An instant before Gib realizes Alison hasn't left on the bus.

How iconic is this?

This was from 2001 - he's got a few more miles on him.  I can relate.
  • If I ever crave pain enough that I start dating again, I think it would be cool to use Gib's pickup line: "You know, I've never met anyone like you before. Usually when I meet someone new I feel awkward and shy. But with you it's different. I can talk to you. You know what I'm thinking without my having to explain to you in fancy terms. We speak each other's unspoken language... fluently.
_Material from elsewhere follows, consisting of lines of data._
//! Game session: the single place authoritative state lives.
//!
//! Input events and timer ticks arrive on two channels and are applied one at
//! a time. After each transition the session
//!
//! 1. journals what changed,
//! 2. reconciles the timer with the lifecycle (running only while Active),
//! 3. publishes a fresh [`GameSnapshot`] on a `watch` channel.

use std::time::Duration;

use anyhow::{anyhow, Result};
use tokio::sync::{mpsc, watch};
use tokio::task::JoinHandle;

use crate::config::EngineConfig;
use crate::core::{GameSnapshot, GameState};
use crate::journal::{Journal, JournalRecord};
use crate::timer::TickTimer;
use crate::types::{GameAction, Lifecycle};

/// Capacity of the input event queue.
pub const EVENT_QUEUE: usize = 64;

/// Capacity of the tick queue; ticks beyond this wait on the timer side.
const TICK_QUEUE: usize = 4;

/// Event delivered to a running session.
#[derive(Debug, Clone, Copy, PartialEq, Eq)]
pub enum SessionEvent {
    Action(GameAction),
    Quit,
}

pub struct GameSession {
    state: GameState,
    timer: TickTimer,
    tick_tx: mpsc::Sender<GameAction>,
    tick_rx: mpsc::Receiver<GameAction>,
    snapshots: watch::Sender<GameSnapshot>,
    journal: Option<Journal>,
}

impl GameSession {
    pub fn new(
        state: GameState,
        tick_interval: Duration,
        snapshots: watch::Sender<GameSnapshot>,
        journal: Option<Journal>,
    ) -> Self {
        let (tick_tx, tick_rx) = mpsc::channel(TICK_QUEUE);
        Self {
            state,
            timer: TickTimer::new(tick_interval),
            tick_tx,
            tick_rx,
            snapshots,
            journal,
        }
    }

    pub fn state(&self) -> &GameState {
        &self.state
    }

    pub fn timer_running(&self) -> bool {
        self.timer.is_running()
    }

    /// Apply one action. Must be called from within a tokio runtime.
    pub fn handle(&mut self, action: GameAction) {
        let before = self.state;
        self.state = before.step(action);
        if self.state == before {
            return;
        }

        self.journal_transition(&before, action);

        if action == GameAction::Restart {
            // A new game gets a full first interval.
            self.stop_timer();
        }
        self.sync_timer();
        self.publish();
    }

    fn journal_transition(&self, before: &GameState, action: GameAction) {
        let Some(journal) = &self.journal else {
            return;
        };
        let after = &self.state;

        if action == GameAction::Restart {
            journal.record(JournalRecord::Restart {
                seed: after.seed(),
                final_score: before.score(),
            });
            return;
        }

        if after.pieces_locked() != before.pieces_locked() {
            if let Some(event) = after.last_event() {
                journal.record(JournalRecord::Lock {
                    action: action.as_str(),
                    piece: before.active().kind.as_str(),
                    lines_cleared: event.lines_cleared,
                    drop_bonus: event.drop_bonus,
                    line_score: event.line_score,
                    points: event.total_score(),
                    score: after.score(),
                    topped_out: event.topped_out,
                });
            }
        }

        if after.lifecycle() != before.lifecycle() {
            journal.record(JournalRecord::Lifecycle {
                action: action.as_str(),
                from: before.lifecycle().as_str(),
                to: after.lifecycle().as_str(),
                score: after.score(),
            });
        }
    }

    fn sync_timer(&mut self) {
        match self.state.lifecycle() {
            Lifecycle::Active => self.timer.start(self.tick_tx.clone()),
            Lifecycle::Paused | Lifecycle::GameOver => self.stop_timer(),
        }
    }

    /// Stop the timer and drop ticks it already queued.
    ///
    /// `abort` is not synchronous on a multi-thread runtime, so the old task
    /// may still complete one send. Replacing the channel sends it nowhere.
    fn stop_timer(&mut self) {
        self.timer.stop();
        let (tick_tx, tick_rx) = mpsc::channel(TICK_QUEUE);
        self.tick_tx = tick_tx;
        self.tick_rx = tick_rx;
    }

    fn publish(&self) {
        self.snapshots.send_replace(self.state.snapshot());
    }

    /// Drive the session until `Quit` arrives or every event sender is gone.
    /// Returns the final state.
    pub async fn run(mut self, mut events: mpsc::Receiver<SessionEvent>) -> GameState {
        if let Some(journal) = &self.journal {
            journal.record(JournalRecord::Start {
                seed: self.state.seed(),
                tick_ms: self.timer.period().as_millis() as u32,
            });
        }
        self.sync_timer();
        self.publish();

        loop {
            let next = tokio::select! {
                event = events.recv() => match event {
                    Some(SessionEvent::Action(action)) => Some(action),
                    Some(SessionEvent::Quit) | None => None,
                },
                Some(tick) = self.tick_rx.recv() => Some(tick),
            };
            let Some(action) = next else {
                break;
            };
            self.handle(action);
        }

        self.stop_timer();
        if let Some(journal) = self.journal.take() {
            journal.close().await;
        }
        self.state
    }
}

/// Handle to a session running on its own task.
pub struct SessionHandle {
    events: mpsc::Sender<SessionEvent>,
    snapshots: watch::Receiver<GameSnapshot>,
    join: JoinHandle<GameState>,
}

impl SessionHandle {
    /// Queue a player action.
    pub async fn send(&self, action: GameAction) -> Result<()> {
        self.events
            .send(SessionEvent::Action(action))
            .await
            .map_err(|_| anyhow!("session closed"))
    }

    /// Queue a player action without waiting; fails if the queue is full or closed.
    pub fn try_send(&self, action: GameAction) -> Result<()> {
        self.events
            .try_send(SessionEvent::Action(action))
            .map_err(|e| anyhow!("session event dropped: {}", e))
    }

    /// Receiver for the latest snapshot. Clone it to watch from several places.
    pub fn snapshots(&self) -> watch::Receiver<GameSnapshot> {
        self.snapshots.clone()
    }

    /// Ask the session to stop and wait for its final state.
    pub async fn shutdown(self) -> Result<GameState> {
        // If the session already ended the send fails; the join below still
        // returns its final state.
        let _ = self.events.send(SessionEvent::Quit).await;
        self.join
            .await
            .map_err(|e| anyhow!("session task failed: {}", e))
    }
}

/// Start a session for `config` on the current tokio runtime.
///
/// A journal that cannot be opened is reported on stderr and skipped.
pub async fn spawn_session(config: &EngineConfig) -> SessionHandle {
    let journal = match &config.log_path {
        Some(path) => match Journal::open(path).await {
            Ok(journal) => Some(journal),
            Err(e) => {
                eprintln!("[Journal] disabled: {:#}", e);
                None
            }
        },
        None => None,
    };

    spawn_with_state(GameState::new(config.seed), config.tick_interval(), journal)
}

/// Start a session from an explicit initial state.
pub fn spawn_with_state(
    state: GameState,
    tick_interval: Duration,
    journal: Option<Journal>,
) -> SessionHandle {
    let (snap_tx, snap_rx) = watch::channel(state.snapshot());
    let (ev_tx, ev_rx) = mpsc::channel(EVENT_QUEUE);
    let session = GameSession::new(state, tick_interval, snap_tx, journal);
    let join = tokio::spawn(session.run(ev_rx));

    SessionHandle {
        events: ev_tx,
        snapshots: snap_rx,
        join,
    }
}

#[cfg(test)]
mod tests {
    use super::*;
    use crate::core::{Board, Piece, PieceSpawner, Position};
    use crate::types::{Color, PieceKind, BOARD_WIDTH, SPAWN_X};
    use tokio::time;

    fn blocked_spawn_state() -> GameState {
        let mut board = Board::new();
        for x in 0..BOARD_WIDTH as i8 {
            if x != SPAWN_X {
                board.set(x, 0, Color::new(3));
            }
        }
        GameState::from_parts(
            board,
            Piece::new(PieceKind::O),
            Piece::new(PieceKind::O),
            Position::new(0, 18),
            PieceSpawner::new(1),
        )
    }

    #[tokio::test(start_paused = true)]
    async fn test_timer_follows_lifecycle() {
        let (snap_tx, _snap_rx) = watch::channel(GameSnapshot::default());
        let mut session =
            GameSession::new(GameState::new(5), Duration::from_millis(1000), snap_tx, None);
        session.sync_timer();
        assert!(session.timer_running());

        session.handle(GameAction::TogglePause);
        assert_eq!(session.state().lifecycle(), Lifecycle::Paused);
        assert!(!session.timer_running());

        session.handle(GameAction::TogglePause);
        assert!(session.timer_running());
    }

    #[tokio::test(start_paused = true)]
    async fn test_game_over_stops_timer() {
        let (snap_tx, snap_rx) = watch::channel(GameSnapshot::default());
        let mut session =
            GameSession::new(blocked_spawn_state(), Duration::from_millis(1000), snap_tx, None);
        session.sync_timer();

        session.handle(GameAction::Tick);
        assert_eq!(session.state().lifecycle(), Lifecycle::GameOver);
        assert!(!session.timer_running());
        assert!(snap_rx.borrow().game_over());

        session.handle(GameAction::Restart);
        assert_eq!(session.state().lifecycle(), Lifecycle::Active);
        assert!(session.timer_running());
    }

    #[tokio::test(start_paused = true)]
    async fn test_restart_discards_ticks_from_old_timer() {
        let (snap_tx, _snap_rx) = watch::channel(GameSnapshot::default());
        let mut session =
            GameSession::new(GameState::new(5), Duration::from_millis(1000), snap_tx, None);
        session.sync_timer();
        let old_timer_tx = session.tick_tx.clone();

        session.handle(GameAction::Restart);
        assert!(session.timer_running());

        // A send that races the abort lands on a closed channel.
        assert!(old_timer_tx.try_send(GameAction::Tick).is_err());
        assert!(session.tick_rx.try_recv().is_err());
        assert_eq!(session.state().position(), crate::core::SPAWN_POSITION);
    }

    #[tokio::test(start_paused = true)]
    async fn test_pause_closes_tick_channel() {
        let (snap_tx, _snap_rx) = watch::channel(GameSnapshot::default());
        let mut session =
            GameSession::new(GameState::new(5), Duration::from_millis(1000), snap_tx, None);
        session.sync_timer();
        let old_timer_tx = session.tick_tx.clone();

        session.handle(GameAction::TogglePause);
        assert!(old_timer_tx.try_send(GameAction::Tick).is_err());

        session.handle(GameAction::TogglePause);
        assert!(session.timer_running());
        assert!(session.tick_rx.try_recv().is_err());
    }

    #[tokio::test(start_paused = true)]
    async fn test_noop_action_does_not_publish() {
        let (snap_tx, mut snap_rx) = watch::channel(GameSnapshot::default());
        let mut session = GameSession::new(
            blocked_spawn_state(),
            Duration::from_millis(1000),
            snap_tx,
            None,
        );
        snap_rx.mark_unchanged();

        // Against the left wall already.
        session.handle(GameAction::MoveLeft);
        assert!(!snap_rx.has_changed().unwrap());
    }

    #[tokio::test(start_paused = true)]
    async fn test_ticks_drive_gravity() {
        let handle = spawn_with_state(GameState::new(77), Duration::from_millis(1000), None);

        time::sleep(Duration::from_millis(3500)).await;

        let state = handle.shutdown().await.unwrap();
        assert_eq!(state.position().y, 3);
    }

    #[tokio::test(start_paused = true)]
    async fn test_pause_suspends_ticks() {
        let handle = spawn_with_state(GameState::new(77), Duration::from_millis(1000), None);

        handle.send(GameAction::TogglePause).await.unwrap();
        time::sleep(Duration::from_millis(5000)).await;
        assert!(handle.snapshots().borrow().paused());

        handle.send(GameAction::TogglePause).await.unwrap();
        time::sleep(Duration::from_millis(1500)).await;

        let state = handle.shutdown().await.unwrap();
        assert_eq!(state.lifecycle(), Lifecycle::Active);
        assert_eq!(state.position().y, 1);
    }

    #[tokio::test(start_paused = true)]
    async fn test_hard_drop_publishes_snapshot() {
        let handle = spawn_with_state(GameState::new(77), Duration::from_millis(1000), None);
        let mut snapshots = handle.snapshots();
        snapshots.mark_unchanged();

        handle.send(GameAction::HardDrop).await.unwrap();
        snapshots.changed().await.unwrap();
        assert!(snapshots.borrow().score > 0);

        handle.shutdown().await.unwrap();
    }

    #[tokio::test(start_paused = true)]
    async fn test_try_send_then_shutdown() {
        let handle = spawn_with_state(GameState::new(3), Duration::from_millis(1000), None);
        handle.try_send(GameAction::MoveRight).unwrap();
        let state = handle.shutdown().await.unwrap();
        assert_eq!(state.position(), Position::new(5, 0));
    }
}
I love you."  If she gets the reference and laughs, it'd be a really good sign.  If she doesn't, then she's probably younger than mid-forties - too much of a culture/generation gap.
  • My employees have been harassing me about a woman - about four years my senior - they believe is seeking a relationship.  Yes, there are indications that could be true, but I don't view them as definitive.  While she is attractive, and able to have an intelligent conversation, I'm thinking she's an α-female.  The witty repartee we have in my office would get to be a beat down if it were on a full-time basis.
  • I need someone more laid back, down-to-earth.  Like Sally Field in Murphy's Romance, maybe Amy Madigan's character in Field of Dreams.
  • Yeah, all my movie references are seriously dated.
  • One of my customers informed me yesterday that his [second] wife had moved out this past week.  Not his second wife this week, but the one he's been married to for about 8-9 years. 
  •  Apparently she didn't cotton to his demanding some accountability from her lazy kids.
  • It's not the first time I've seen this happen.
  • Makes me think maybe I'm OK- even better off - to live alone.  It's not like women have been lining up to audition anyway.
  • Here's HuffPo's take on married bliss.  Seriously, HuffPo, do you think any woman really believes #13?  Inconceivable. And I do know what that word means.
  • Since I finished what was supposed to be a 'serious' book, I'm moving on to Graham Nash's autobiography Wild Tales.  But, I've got a Barry Goldwater biography on my office credenza, so as not to get carried away by levity, and to maintain a veneer of gravitas.

Sunday, June 8, 2014

Runaway

Not the Del Shannon or Bay.

Heard this today in a store - probably hadn't in 30 years...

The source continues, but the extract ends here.